Bill Summaries: H74 (2011-2012 Session)

  • Summary date: Feb 10 2011 - View summary

    Repeals GS 14-51.1 (use of deadly force against an intruder) and enacts new Article 62, Justifiable Use of Force, to GS Chapter 14 providing that a person is presumed to have held a reasonable fear of imminent peril of death or great bodily harm to self or another when using defensive force that is intended or likely to cause death or great bodily harm to another if both of the following apply: (1) the person against whom the force was used was in the process of unlawfully and forcefully entering, or had so entered, a dwelling, residence, or occupied vehicle, or had removed or attempted to remove another against that person’s will and (2) the person using the deadly force knew or had reason to believe that such unlawful and forcible entry or removal had occurred.
    The presumption does not apply if (1) the person against whom the force was used had a right to be in the dwelling, residence, or vehicle and there is not a protective or no contact order against that person; (2) the person removed or sought to be removed is a child or grandchild or is otherwise under lawful custody or guardianship of the person against whom the defensive force is used; (3) the person using the force is engaged in a forcible felony (as defined in the proposed Article 62) or using the dwelling, residence, or occupied vehicle to further a forcible felony; or (4) the person against whom the force is used is a law enforcement officer acting in the lawful performance of the officer’s official duties and who has made known his or her status as a law enforcement officer or the person using force should have known the individual was an officer.
    Provides that a person who is attacked while in any other place that the person has a right to be and who is not engaged in an unlawful activity (1) does not have a duty to retreat and (2) has the right to stand his or her ground and meet force with force, including deadly force if the person reasonably believes that it is necessary to do so to prevent death or great bodily harm to that person or another person.
    Provides that a person who unlawfully and by force enters or attempts to enter another’s dwelling, residence, or occupied vehicle is presumed to be doing so with intent to commit an unlawful act involving force or violence.
    Permits the use of force in defense of others.
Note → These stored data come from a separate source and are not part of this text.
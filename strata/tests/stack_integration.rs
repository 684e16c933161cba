//! Integration tests for the on-disk environment stack workflow.
//!
//! Covers the full path from files in a build directory through the builder
//! to an effective configuration, including environment selection via
//! `STRATA_ENV` and inline overrides via `STRATA_OVERRIDES`.
//!
//! Tests that modify environment variables are marked with `#[serial]`;
//! environment variables are process-global, so concurrent mutation would
//! race.

use serial_test::serial;
use std::env;
use std::fs;
use std::path::Path;
use tempfile::TempDir;

use strata::environment::{ENV_VAR, OVERRIDES_VAR};
use strata::{ConfigBuilder, ConfigNode, MergePolicy};

/// RAII guard restoring an environment variable on drop.
struct EnvGuard {
    key: String,
    old_value: Option<String>,
}

impl EnvGuard {
    fn set(key: &str, value: &str) -> Self {
        let old_value = env::var(key).ok();
        env::set_var(key, value);
        Self {
            key: key.to_string(),
            old_value,
        }
    }
}

impl Drop for EnvGuard {
    fn drop(&mut self) {
        match &self.old_value {
            Some(value) => env::set_var(&self.key, value),
            None => env::remove_var(&self.key),
        }
    }
}

fn write_build_dir(dir: &Path) {
    fs::write(
        dir.join("base.yaml"),
        "entry: src/main.js\noutput:\n  path: dist\n  filename: bundle.js\n",
    )
    .unwrap();
    fs::write(
        dir.join("development.yaml"),
        "mode: development\ndevServer:\n  port: 8090\n",
    )
    .unwrap();
    fs::write(
        dir.join("production.yaml"),
        "mode: production\noutput:\n  filename: js/[name].[contenthash].js\n",
    )
    .unwrap();
}

#[test]
fn stack_builds_development_environment() {
    let temp_dir = TempDir::new().unwrap();
    write_build_dir(temp_dir.path());

    let effective = ConfigBuilder::new()
        .with_environment_stack(temp_dir.path())
        .with_environment("development")
        .skip_env()
        .build()
        .unwrap();

    assert_eq!(
        effective.get("mode"),
        Some(&ConfigNode::from("development"))
    );
    assert_eq!(effective.get("devServer.port"), Some(&ConfigNode::from(8090)));
    assert_eq!(
        effective.get("output.filename"),
        Some(&ConfigNode::from("bundle.js"))
    );
}

#[test]
fn stack_builds_production_environment() {
    let temp_dir = TempDir::new().unwrap();
    write_build_dir(temp_dir.path());

    let effective = ConfigBuilder::new()
        .with_environment_stack(temp_dir.path())
        .with_environment("production")
        .skip_env()
        .build()
        .unwrap();

    assert_eq!(effective.get("mode"), Some(&ConfigNode::from("production")));
    assert_eq!(
        effective.get("output.filename"),
        Some(&ConfigNode::from("js/[name].[contenthash].js"))
    );
    // Base keys survive.
    assert_eq!(effective.get("output.path"), Some(&ConfigNode::from("dist")));
    assert_eq!(effective.get("devServer"), None);
}

#[test]
fn local_layer_shadows_environment_layer() {
    let temp_dir = TempDir::new().unwrap();
    write_build_dir(temp_dir.path());
    fs::write(
        temp_dir.path().join("development.local.yaml"),
        "devServer:\n  port: 9999\n",
    )
    .unwrap();

    let effective = ConfigBuilder::new()
        .with_environment_stack(temp_dir.path())
        .with_environment("development")
        .skip_env()
        .build()
        .unwrap();

    assert_eq!(effective.get("devServer.port"), Some(&ConfigNode::from(9999)));
}

#[test]
#[serial]
fn strata_env_selects_environment() {
    let temp_dir = TempDir::new().unwrap();
    write_build_dir(temp_dir.path());
    let _guard = EnvGuard::set(ENV_VAR, "production");

    let effective = ConfigBuilder::new()
        .with_environment_stack(temp_dir.path())
        .build()
        .unwrap();

    assert_eq!(effective.get("mode"), Some(&ConfigNode::from("production")));
}

#[test]
#[serial]
fn strata_overrides_apply_last() {
    let temp_dir = TempDir::new().unwrap();
    write_build_dir(temp_dir.path());
    let _env = EnvGuard::set(ENV_VAR, "development");
    let _overrides = EnvGuard::set(OVERRIDES_VAR, "devServer.port=7000,mode=staging");

    let effective = ConfigBuilder::new()
        .with_environment_stack(temp_dir.path())
        .build()
        .unwrap();

    assert_eq!(effective.get("mode"), Some(&ConfigNode::from("staging")));
    assert_eq!(effective.get("devServer.port"), Some(&ConfigNode::from(7000)));
}

#[test]
fn policy_applies_to_stacked_files() {
    let temp_dir = TempDir::new().unwrap();
    fs::write(
        temp_dir.path().join("base.yaml"),
        "rules:\n  - test: css\n    use: [style-loader]\n",
    )
    .unwrap();
    fs::write(
        temp_dir.path().join("production.yaml"),
        "rules:\n  - test: css\n    minimize: true\n",
    )
    .unwrap();

    let effective = ConfigBuilder::new()
        .with_environment_stack(temp_dir.path())
        .with_environment("production")
        .with_policy(MergePolicy::new().with_keyed_union("rules", "test"))
        .skip_env()
        .build()
        .unwrap();

    let rules = effective.get("rules").unwrap().as_sequence().unwrap();
    assert_eq!(rules.len(), 1);
    assert_eq!(rules[0].get("minimize"), Some(&ConfigNode::from(true)));
    assert!(rules[0].get("use").is_some());
}

#[test]
fn missing_base_is_a_clear_error() {
    let temp_dir = TempDir::new().unwrap();

    let result = ConfigBuilder::new()
        .with_environment_stack(temp_dir.path())
        .with_environment("development")
        .skip_env()
        .build();

    let message = result.unwrap_err().to_string();
    assert!(message.contains("base"));
}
Prohibits the use of deadly force in the defense of others unless the person acting in defense of others reasonably believes that deadly force is necessary to prevent the imminent commission of a forcible felony.
    Provides immunity from criminal prosecution and civil action for a person using justifiable force as defined in proposed Article 62 of GS Chapter 14. States that a person who is justified in the use of force may not be prosecuted criminally or civilly.
    Prohibits the use of the defense of justifiable force if the person seeking to use the defense is (1) attempting to commit, committing, or escaping after the commission of a forcible felony or (2) initially provoked the use of force against him or her. Provides exceptions if the person who initially provoked the use of force reasonably believes that he or she is in imminent danger of death or great bodily harm and has exhausted every reasonable means of escape, or the person withdraws in good faith from physical contact with the assailant and clearly indicates that he or she wishes to withdraw and terminate the use of force, but the assailant continues or resumes the use of force.
    Provides that the use of justifiable force is a defense to civil actions for damages for personal injury or wrongful death or for injury to property. Provides criteria for establishing this defense. Additionally provides that a losing party in civil actions where a party prevails based on the defense created in proposed Article 62 may lose privileges provided at the correctional facility where the losing party is incarcerated at the discretion of the court. Also provides for awarding attorneys’ fees to the prevailing party.
    Provides that a law enforcement officer is not liable in any civil or criminal action arising out of the use of any less-lethal munition in good faith during and within the scope of the officer’s official duties.
    Defines terms as used in the proposed new section.
    Effective December 1, 2011, and applies to offenses committed on or after that date. Provides that prosecutions for offenses committed before the effective date are not abated or affected by this act and the statutes that would be applicable to such offenses were it not for this act remain applicable to those prosecutions.